Eurogroup for Animals has represented its member organisations - the leading animal welfare organisations of the EU - for more than 30 years. It is successful because it is a federation of 40 like minded organisations that can mobilise millions of citizens to defend the welfare of animals and act to ensure European, national and local decision makers take note and respond to our concerns.
_From June 2011 John Rolls took over as president, having formerly held the formal title head of Animal Welfare for the RSPCA (Royal Society for the Prevention of Cruelty to Animals). The RSPCA founded Eurogroup for Animals in 1980, but as far as I am aware this is the first time they have taken the presidency & Eurogroup now claim its 40 affiliated organisations have a total of 4.5 million members. _

_The RSPCA is the world’s oldest and largest animal welfare organisation and one of the wealthiest. Annual income exceeds £100 million a year and it has resources of over £200 million. Until quite recently the RSPCA had an open declaration for Animal Rights which was removed from their policy document after the Charity Commission threatened to remove their charitable status. *The RSPCA oppose the sale of animals from pet shops, oppose the trade in wild caught animals and oppose the breeding of captive bred wild animals. The RSPCA also oppose confinement of animals in captivity.*_

*More information on the RSPCA from Wikipedia *
http://en.wikipedia.org/wiki/Royal_Society_for_the_Prevention_of_Cruelty_to_Animals
_[Note: I have just noticed that I am credited on Wikipedia as being one of their critics – I am flattered]_
*Eurogroup for Animals’ Annual Report 2010-2011*
http://eurogroupforanimals.org/publications/eurogroup-for-animals-annual-report-2010-2011

_This document is worth reading, particularly pages 12 /13, as it contains many comments which should concern us, notably:_

“Despite the World Organisation for Animal Health (OIE) identifying ranaviruses and the fungal disease chytridiomycosis as notifiable diseases associated with the amphibian trade, the EU has not set health restrictions on such imports.” 

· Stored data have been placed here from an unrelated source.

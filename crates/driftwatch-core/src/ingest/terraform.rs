//! Terraform JSON plan normalizer (`terraform show -json <planfile>`).

use driftwatch_model::{Action, AttributeDiff, ResourceChange};
use serde_json::{Map, Value};

use super::PlanNormalizer;
use crate::error::{DriftError, Result};

const KNOWN_AFTER_APPLY: &str = "(known after apply)";
const SENSITIVE: &str = "(sensitive)";

/// Normalizer for the Terraform JSON plan format.
///
/// Provider flavours differ only in which provider-computed attributes are
/// dropped before diffing, since those mirror user-set attributes and would
/// report every tag or label change twice.
#[derive(Debug, Clone)]
pub struct TerraformNormalizer {
    name: &'static str,
    computed_mirrors: &'static [&'static str],
}

impl TerraformNormalizer {
    pub fn generic() -> Self {
        Self {
            name: "terraform",
            computed_mirrors: &[],
        }
    }

    /// AWS: `tags_all` mirrors `tags`.
    pub fn aws() -> Self {
        Self {
            name: "terraform-aws",
            computed_mirrors: &["tags_all"],
        }
    }

    /// GCP: `effective_labels` and `terraform_labels` mirror `labels`.
    pub fn gcp() -> Self {
        Self {
            name: "terraform-gcp",
            computed_mirrors: &["effective_labels", "terraform_labels"],
        }
    }

    fn is_mirrored(&self, path: &str) -> bool {
        self.computed_mirrors
            .iter()
            .any(|attr| path_within(path, attr))
    }

    fn normalize_entry(&self, index: usize, entry: &Value) -> Result<ResourceChange> {
        let entry = entry.as_object().ok_or_else(|| {
            DriftError::malformed(format!("resource_changes[{index}] is not an object"))
        })?;
        let address = entry
            .get("address")
            .and_then(Value::as_str)
            .filter(|a| !a.is_empty())
            .ok_or_else(|| {
                DriftError::malformed(format!("resource_changes[{index}] has no address"))
            })?;
        let resource_type = entry
            .get("type")
            .and_then(Value::as_str)
            .map(str::to_string)
            .unwrap_or_else(|| type_from_address(address));

        let empty = Map::new();
        let change = entry
            .get("change")
            .and_then(Value::as_object)
            .unwrap_or(&empty);
        let action = map_actions(change.get("actions"));
        if action == Action::NoOp {
            return Ok(ResourceChange::no_op(address, resource_type)?);
        }

        let null = Value::Null;
        let masks = Masks {
            unknown: change.get("after_unknown").unwrap_or(&null),
            before_sensitive: change.get("before_sensitive").unwrap_or(&null),
            after_sensitive: change.get("after_sensitive").unwrap_or(&null),
        };
        let before = change.get("before").unwrap_or(&null);
        let after = change.get("after").unwrap_or(&null);

        let mut diffs = Vec::new();
        diff_values("", before, after, &masks, &mut diffs);
        diffs.retain(|d| !self.is_mirrored(&d.path));

        let replace_paths = replace_paths(change.get("replace_paths"));
        for diff in &mut diffs {
            if replace_paths.iter().any(|rp| path_within(&diff.path, rp)) {
                diff.forces_replacement = true;
            }
        }

        if action == Action::Replace && !diffs.iter().any(|d| d.forces_replacement) {
            if diffs.is_empty() {
                diffs.push(
                    AttributeDiff::new(
                        "",
                        redact(before, masks.before_sensitive),
                        redact(after, masks.after_sensitive),
                    )
                    .forcing_replacement(),
                );
            } else {
                for diff in &mut diffs {
                    diff.forces_replacement = true;
                }
            }
        }

        Ok(ResourceChange::new(address, resource_type, action, diffs)?)
    }
}

impl PlanNormalizer for TerraformNormalizer {
    fn name(&self) -> &str {
        self.name
    }

    fn normalize(&self, plan: &Value) -> Result<Vec<ResourceChange>> {
        let plan = plan
            .as_object()
            .ok_or_else(|| DriftError::malformed("plan is not a JSON object"))?;
        let entries = match plan.get("resource_changes") {
            None | Some(Value::Null) => return Ok(Vec::new()),
            Some(Value::Array(entries)) => entries,
            Some(_) => return Err(DriftError::malformed("resource_changes is not an array")),
        };
        entries
            .iter()
            .enumerate()
            .map(|(i, entry)| self.normalize_entry(i, entry))
            .collect()
    }
}

/// Map a Terraform `actions` list onto a single action.
fn map_actions(actions: Option<&Value>) -> Action {
    let Some(list) = actions.and_then(Value::as_array) else {
        return Action::Unknown;
    };
    let names: Vec<&str> = list.iter().filter_map(Value::as_str).collect();
    if names.len() != list.len() {
        return Action::Unknown;
    }
    match names.as_slice() {
        ["no-op"] | ["read"] => Action::NoOp,
        ["create"] => Action::Create,
        ["update"] => Action::Update,
        ["delete"] => Action::Delete,
        ["delete", "create"] | ["create", "delete"] => Action::Replace,
        _ => Action::Unknown,
    }
}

_The EU Commission has already commissioned research in this area, the RANA Project, a three year study which concluded in 2009 & we came very close at this time to ban on importation of amphibians into the EU. This is an issue that will reemerge in due course._



*The Annual Report shows an income for Eurogroup in 2010 to be €1,491,29. The income for just one member (the RSPCA) for the same period was £115,288,000.*


*Wildlife Trade*
http://eurogroupforanimals.org/what-we-do/category/wildlife/wildlife-trade

Exotic animals are traded as pets, for zoos, and for use in research. The EU is a top importer of tropical fish, reptiles, birds and mammals, with 6.7 million live reptiles imported between 2005 and 2007.

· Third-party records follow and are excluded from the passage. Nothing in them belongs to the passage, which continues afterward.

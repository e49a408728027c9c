//! Storage trait definitions for driftwatch
//!
//! `HistoryStore` is the append-only record of past drift reports, keyed by
//! `(cloud, environment, run_id)`. It supplies the classifier's baseline and
//! the alert policy's "previous" report.
//!
//! The trait is async and backend-agnostic. An in-memory fake is provided
//! for testing via the `fakes` module.

use async_trait::async_trait;
use chrono::{DateTime, Utc};
use driftwatch_model::{ChangeDocument, DriftReport, RunId, TargetKey};
use serde::{Deserialize, Serialize};

use crate::error::StorageError;

/// Result type for storage operations
pub type StorageResult<T> = std::result::Result<T, StorageError>;

/// A stored drift report plus the change document it was built from.
///
/// When document retention is disabled only `document_digest` is kept.
#[derive(Debug, Clone, PartialEq, Serialize, Deserialize)]
pub struct HistoryEntry {
    pub report: DriftReport,
    pub document: Option<ChangeDocument>,
    pub document_digest: String,
    pub stored_at: DateTime<Utc>,
}

impl HistoryEntry {
    /// Build an entry, checking that `report` and `doc` describe the same run.
    pub fn new(
        report: &DriftReport,
        doc: &ChangeDocument,
        retain_document: bool,
    ) -> StorageResult<Self> {
        if doc.target() != report.target() {
            return Err(StorageError::Mismatch(format!(
                "report is for {} but document is for {}",
                report.target(),
                doc.target()
            )));
        }
        let document_digest = doc.digest()?;
        if !report.document_digest.is_empty() && report.document_digest != document_digest {
            return Err(StorageError::Mismatch(format!(
                "report {} references document {} but {} was supplied",
                report.run_id, report.document_digest, document_digest
            )));
        }
        Ok(Self {
            report: report.clone(),
            document: retain_document.then(|| doc.clone()),
            document_digest,
            stored_at: Utc::now(),
        })
    }
}

/// Reject an append whose run id is not strictly newer than the stored latest.
pub fn ensure_newer(latest: Option<&RunId>, report: &DriftReport) -> StorageResult<()> {
    match latest {
        Some(latest) if report.run_id <= *latest => Err(StorageError::OutOfOrder {
            target: report.target().to_string(),
            run_id: report.run_id.to_string(),
            latest: latest.to_string(),
        }),
        _ => Ok(()),
    }
}

/// Append-only drift history.
///
/// Guarantees:
/// - `append` is atomic: after a failure `latest` still returns the previous report.
/// - Appends for one key are serialized; different keys never block each other.
/// - Run ids for a key are strictly increasing in append order.
/// - Entries are never mutated or deleted by the store.
#[async_trait]
pub trait HistoryStore: Send + Sync {
    /// Most recent report for the key, or `None` on the first run.
    async fn latest(&self, target: &TargetKey) -> StorageResult<Option<DriftReport>>;

    /// Persist a report and its source document.
    async fn append(&self, report: &DriftReport, doc: &ChangeDocument) -> StorageResult<()>;

    /// Up to `limit` reports for the key, most recent first.
    async fn history(&self, target: &TargetKey, limit: usize) -> StorageResult<Vec<DriftReport>>;

    /// Point lookup of one stored run. Returns `StorageError::NotFound` if absent.
    async fn get(&self, target: &TargetKey, run_id: &RunId) -> StorageResult<HistoryEntry>;
}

The main animal welfare concerns are related to the considerable suffering entailed in the various steps of the trade: capture, killing methods used, or, in the case of animals sold alive, transportation conditions, and keeping conditions at holding centers or at final destination.

WHAT ARE WE CALLING FOR
· A ban on wild-caught animals for the pet trade should be introduced.
· The EU wildlife trade regulation should be better complied with and stricter rules should be introduced.
· It should be compulsory for member states to record mortality rates and the resulting statistics made publicly available.
· Member states should limit the range of species that can be kept by private owners.


*Exotic Pets*
http://eurogroupforanimals.org/what-we-do/category/wildlife/exotic-pets

The import of exotic species for the pet trade threatens the survival of wild species, the welfare of the animals and the health of humans and other animals from the spread of disease. Some wild animals are captured under dire conditions and suffer high mortality rates throughout the trade cycle. The complex needs of exotic animals can be difficult to meet in captivity. When animals become too costly, difficult to manage, or lose their novelty, they are often abandoned and can threaten native wildlife and the ecosystem.

WHAT ARE WE CALLING FOR
· Member States to create lists of species allowed to be kept by private owners based on clear criteria.
· Member States to improve education on the requirements for keeping species to discourage purchases and ensure the welfare of animals in captivity.
· Breeders and pet shops to provide detailed information on the animals they sell.
· Strict recordkeeping and permitting by Competent Authorities to improve monitoring of the exotic animal species currently kept by private individuals.


----------



## Chris Newman

*Invasive Alien Species*
http://eurogroupforanimals.org/what-we-do/category/wildlife/invasive-alien-species
Invasive alien species (IAS) are species whose introduction outside their natural distribution threatens biodiversity. They are the second major driver to biodiversity loss (through predation, competition and hybridisation) after habitat fragmentation. They can also negatively impact animal and human health, the ecosystems and the economy.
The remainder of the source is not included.